Bionik: So haften Spinnfäden bombenfest

Bionik: So haften Spinnfäden bombenfest

Wenn sie ihre Netze spinnen, sichern sich Spinnen mit einem besonderen Faden ab. Kieler Bioniker haben aufgedeckt, wie diese Sicherheitsfäden auf Oberflächen haften.

Rasterelektronenmikroskopische Aufnahme einer Haftscheibe (grün), die auf einem Blatt (grau) gesponnen wurde.
Rasterelektronenmikroskopische Aufnahme einer Haftscheibe (grün), die auf einem Blatt (grau) gesponnen wurde.

Spinnenfäden sind ein faszinierendes Naturmaterial: sie sind leicht und fein, und dabei enorm belastbar und reißfest. Materialforscher wollen den strukturellen Aufbau und die Bauweise dieser Fäden in Detail verstehen. Bioniker aus Kiel haben dazu die Haftfähigkeit und die Zugfestigkeit einer speziellen Seide von fünf verschiedenen Spinnenarten untersucht. Diese werden von Spinnen genutzt, um den eigentlichen Faden mit Untergründen zu verankern. Dabei haben sie herausgefunden, dass insbesondere der Untergrund einen großen Einfluss auf die Haftfähigkeit der Fäden hat. Die Kieler Forscher berichten im Fachblatt Journal of the Royal Society Interface (2014, Online-Vorabveröffentlichung).

Das Team von Stanislav Gorb beschäftigt sich mit der funktionellen Analyse von tierischen Oberflächen: Warum halten Geckofüße an der Wand? Warum scheuert die Schlangenhaut nicht durch, während sich die Schlange vorwärts bewegt? Neuestes Studienobjekt der Kieler Wissenschaftler sind Spinnenfäden: Der sogenannte Sicherheitsfaden wird von Spinnen zum Absichern, Abseilen und für die Rahmenstruktur des Netzes verwendet. Die Fäden werden mit so genannten Haftscheiben auf Untergründen und an anderen Fäden befestigt. Die Haftscheibe entsteht bei rotierenden Bewegungen der Spinnwarzen und wird in einem speziellen Gittermuster aufgetragen.

Haftscheibe hält Stand

Die Forscher um Gorb analysierten, wie Haftscheiben auf verschiedenen Untergründen halten. „Dafür haben wir die Spinnen auf Glas, Teflon und auf das Blatt eines Bergahorns gesetzt, wo sie jeweils Haftscheiben hinterließen.
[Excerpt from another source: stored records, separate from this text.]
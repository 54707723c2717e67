pub mod backend;
pub mod config;
pub mod enumerator;
pub mod error;
pub mod heap;
pub mod io;
pub mod model;
pub mod reassemble;
pub mod scanner;
pub mod scheduler;

pub use backend::{Ext2Backend, FsBackend, MockBackend};
pub use config::EngineConfig;
pub use error::{EngineError, Result};
pub use io::{BlockDevice, DiskProfile, detect_disk_profile_for_path};

use std::ops::ControlFlow;

use tracing::info;

/// Walk every regular file reachable from `start_path` inside the ext2/3/4
/// image at `device_path`, delivering their contents to `callback` in
/// physical-block order rather than per-file logical order.
///
/// `callback` receives `(inode, path, byte_offset, file_length, data,
/// opaque_slot)` and returns `ControlFlow::Break(())` to cancel the
/// traversal early; `S` is a per-inode scratch value the client can use to
/// accumulate state across calls for the same file (a running hash, for
/// instance).
pub fn walk<S, F>(device_path: &str, start_path: &str, config: &EngineConfig, mut callback: F) -> Result<()>
where
    S: Default,
    F: FnMut(u64, &str, u64, u64, &[u8], &mut S) -> ControlFlow<()>,
{
    let fs = backend::Ext2Backend::open(device_path)?;
    walk_with_backend(&fs, device_path, start_path, config, &mut callback)
}

/// Same as [`walk`], but takes an already-open `FsBackend` (the classic
/// ext2 decoder, the in-memory test double, or any other implementation).
/// Used directly by tests driven against `MockBackend`.
pub fn walk_with_backend<S, F>(
    fs: &dyn FsBackend,
    device_path: &str,
    start_path: &str,
    config: &EngineConfig,
    callback: &mut F,
) -> Result<()>
where
    S: Default,
    F: FnMut(u64, &str, u64, u64, &[u8], &mut S) -> ControlFlow<()>,
{
    let block_size = fs.block_size();

    info!("BEGIN INODE SCAN");
    let tasks = enumerator::enumerate(fs, start_path)?;
    info!(count = tasks.len(), "END INODE SCAN");

    info!("BEGIN BLOCK SCAN");
    let groups = scanner::scan(fs, tasks, &mut *callback)?;
    info!("END BLOCK SCAN");

    let device = if groups.iter().any(|(_, blocks)| blocks.iter().any(|b| b.physical_start != 0)) {
        Some(BlockDevice::open(device_path, config.direct_io, config.profile)?)
    } else {
        None
    };

    scheduler::run(config, device.as_ref(), block_size, groups, &mut *callback)
}
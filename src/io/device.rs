//! Single positioned-read stripe reader. The scheduler never has more than
//! one stripe read in flight (see DESIGN.md), so there is no batched or
//! `io_uring`-submitted read path here — a plain positioned `pread` per
//! stripe is sufficient.

use std::ffi::CString;
use std::os::fd::RawFd;

use tracing::{debug, warn};

use crate::error::{EngineError, Result};
use crate::io::aligned_buf::{IO_ALIGN, alloc_aligned};
use crate::io::platform::{configure_direct_io, direct_open_flags};

/// Physical characteristics of the underlying block device, used to pick a
/// sensible default `coalesce_distance` (exposed for callers; the core
/// scheduler takes the value as an explicit config knob either way).
pub struct DiskProfile {
    pub is_rotational: bool,
    pub max_io_bytes: usize,
}

impl Default for DiskProfile {
    fn default() -> Self {
        Self {
            is_rotational: true,
            max_io_bytes: 1024 * 1024,
        }
    }
}

impl std::fmt::Display for DiskProfile {
    fn fmt(&self, f: &mut std::fmt::Formatter<'_>) -> std::fmt::Result {
        write!(f, "Disk: rotational={} max_io={}", self.is_rotational, self.max_io_bytes)
    }
}

#[cfg(target_os = "linux")]
fn detect_disk_profile(fd: RawFd) -> DiskProfile {
    use std::fs;

    let mut stat: libc::stat = unsafe { std::mem::zeroed() };
    if unsafe { libc::fstat(fd, &mut stat) } != 0 {
        return DiskProfile::default();
    }

    let rdev = stat.st_rdev;
    let major = libc::major(rdev);
    let minor = libc::minor(rdev);
    if major == 0 && minor == 0 {
        return DiskProfile::default();
    }

    let base = format!("/sys/dev/block/{}:{}", major, minor);
    let read_queue_file = |name: &str| -> Option<String> {
        let direct = format!("{}/queue/{}", base, name);
        if let Ok(v) = fs::read_to_string(&direct) {
            return Some(v.trim().to_string());
        }
        let parent = format!("{}/../queue/{}", base, name);
        fs::read_to_string(&parent).ok().map(|v| v.trim().to_string())
    };

    let is_rotational = read_queue_file("rotational")
        .and_then(|v| v.parse::<u32>().ok())
        .map(|v| v != 0)
        .unwrap_or(true);
    let max_sectors_kb = read_queue_file("max_sectors_kb")
        .and_then(|v| v.parse::<usize>().ok())
        .unwrap_or(1024);

    DiskProfile {
        is_rotational,
        max_io_bytes: max_sectors_kb * 1024,
    }
}

#[cfg(not(target_os = "linux"))]
fn detect_disk_profile(_fd: RawFd) -> DiskProfile {
    DiskProfile::default()
}

/// Detect the disk profile for a path without keeping the device open.
/// Never fails — returns conservative defaults on any error.
pub fn detect_disk_profile_for_path(path: &str) -> DiskProfile {
    let c_path = match CString::new(path) {
        Ok(p) => p,
        Err(_) => return DiskProfile::default(),
    };
    let fd = unsafe { libc::open(c_path.as_ptr(), libc::O_RDONLY) };
    if fd < 0 {
        return DiskProfile::default();
    }
    let profile = detect_disk_profile(fd);
    unsafe {
        libc::close(fd);
    }
    profile
}

#[cfg(target_os = "linux")]
fn advise_sequential(fd: RawFd) {
    let ret = unsafe { libc::posix_fadvise(fd, 0, 0, libc::POSIX_FADV_SEQUENTIAL) };
    if ret != 0 {
        warn!(errno = ret, "posix_fadvise failed, continuing without advice");
    }
}

#[cfg(not(target_os = "linux"))]
fn advise_sequential(_fd: RawFd) {}

/// Read-only handle on the block device, issuing one positioned read per
/// stripe.
pub struct BlockDevice {
    fd: RawFd,
    device_size: u64,
    direct: bool,
}

impl BlockDevice {
    pub fn open(path: &str, direct: bool, profile_advice: bool) -> Result<Self> {
        let c_path =
            CString::new(path).map_err(|_| EngineError::Config("device path contains NUL".into()))?;
        let flags = if direct {
            direct_open_flags()
        } else {
            libc::O_RDONLY
        };
        let fd = unsafe { libc::open(c_path.as_ptr(), flags) };
        if fd < 0 {
            return Err(EngineError::Io(std::io::Error::last_os_error()));
        }
        if direct {
            configure_direct_io(fd)?;
        }

        if profile_advice {
            advise_sequential(fd);
        }

        let size = unsafe { libc::lseek(fd, 0, libc::SEEK_END) };
        if size < 0 {
            unsafe {
                libc::close(fd);
            }
            return Err(EngineError::Io(std::io::Error::last_os_error()));
        }

        Ok(Self {
            fd,
            device_size: size as u64,
            direct,
        })
    }

    pub fn device_size(&self) -> u64 {
        self.device_size
    }

    /// Read `len` bytes at byte offset `offset`, honoring O_DIRECT's
    /// 512-byte alignment rule on both the buffer and the rounded-up read
    /// length. Short reads are logged but not fatal — the returned `Vec`
    /// is truncated to what was actually read.
    pub fn read_at(&self, offset: u64, len: usize) -> Result<Vec<u8>> {
        let read_len = if self.direct {
            (len + IO_ALIGN - 1) & !(IO_ALIGN - 1)
        } else {
            len
        };

        let mut buf = alloc_aligned(read_len);
        let mut total = 0usize;
        while total < read_len {
            let ret = unsafe {
                libc::pread(
                    self.fd,
                    buf[total..].as_mut_ptr() as *mut libc::c_void,
                    read_len - total,
                    (offset + total as u64) as libc::off_t,
                )
            };
            if ret < 0 {
                return Err(EngineError::Io(std::io::Error::last_os_error()));
            }
            if ret == 0 {
                break;
            }
            total += ret as usize;
        }

        if total < len {
            warn!(offset, requested = len, got = total, "short read from stripe device");
        } else {
            debug!(offset, len, "stripe read");
        }

        let mut out = buf.to_vec();
        out.truncate(total);
        Ok(out)
    }
}

impl Drop for BlockDevice {
    fn drop(&mut self) {
        unsafe {
            libc::close(self.fd);
        }
    }
}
Dann haben wir durch Zugversuche die Kräfte gemessen, die nötig waren, um die Haftscheiben vom Substrat zu lösen“, erklärt Co-Autor Jonas Wolff. Auf Glas hafteten die Spinnenfäden so gut, dass sie rissen, bevor es zu einer Ablösung kam, so Wolff weiter. Auf Teflon dagegen lösten sich die Haftscheiben komplett ab, hafteten aber immer noch so gut, dass sie in den meisten Fällen ein Vielfaches des Spinnengewichtes halten konnten. „Auf der Blattoberfläche ist die Klebekraft schließlich soweit herunter gesetzt, dass sich die Haftscheibe in den meisten Fällen komplett ablöst“, ergänzt Wolff.

Schlechte Haftung auf Blättern

Die Forscher erklären dieses Phänomen damit, dass Pflanzenoberflächen oft mit Mikrostrukturen und/oder Wachsen ausgestattet sind, um pflanzenfressenden Insekten das Laufen zu erschweren. Diesem Problem sind natürlich auch die Spinnen ausgesetzt, wenn sie in der Vegetation ihre Netze bauen wollen. „Wir vermuten, dass der Wettkampf zwischen Pflanze und pflanzenfressenden Insekten auch für die Spinnen einen evolutionären Druck darstellte, bessere Kleber zu entwickeln“, so Wolff weiter. Momentan untersucht das Team, wie genau die Haftscheiben aufgebaut sind und funktionieren. „Unsere Erkenntnisse könnten für die Entwicklung neuartiger hocheffizienter, ökonomischer und ökologischer Klebstoffe von großem Nutzen sein“, erläutert Projektleiter Gorb die Anwendungsmöglichkeiten, die sich aus der Forschung potenziell ergeben könnten.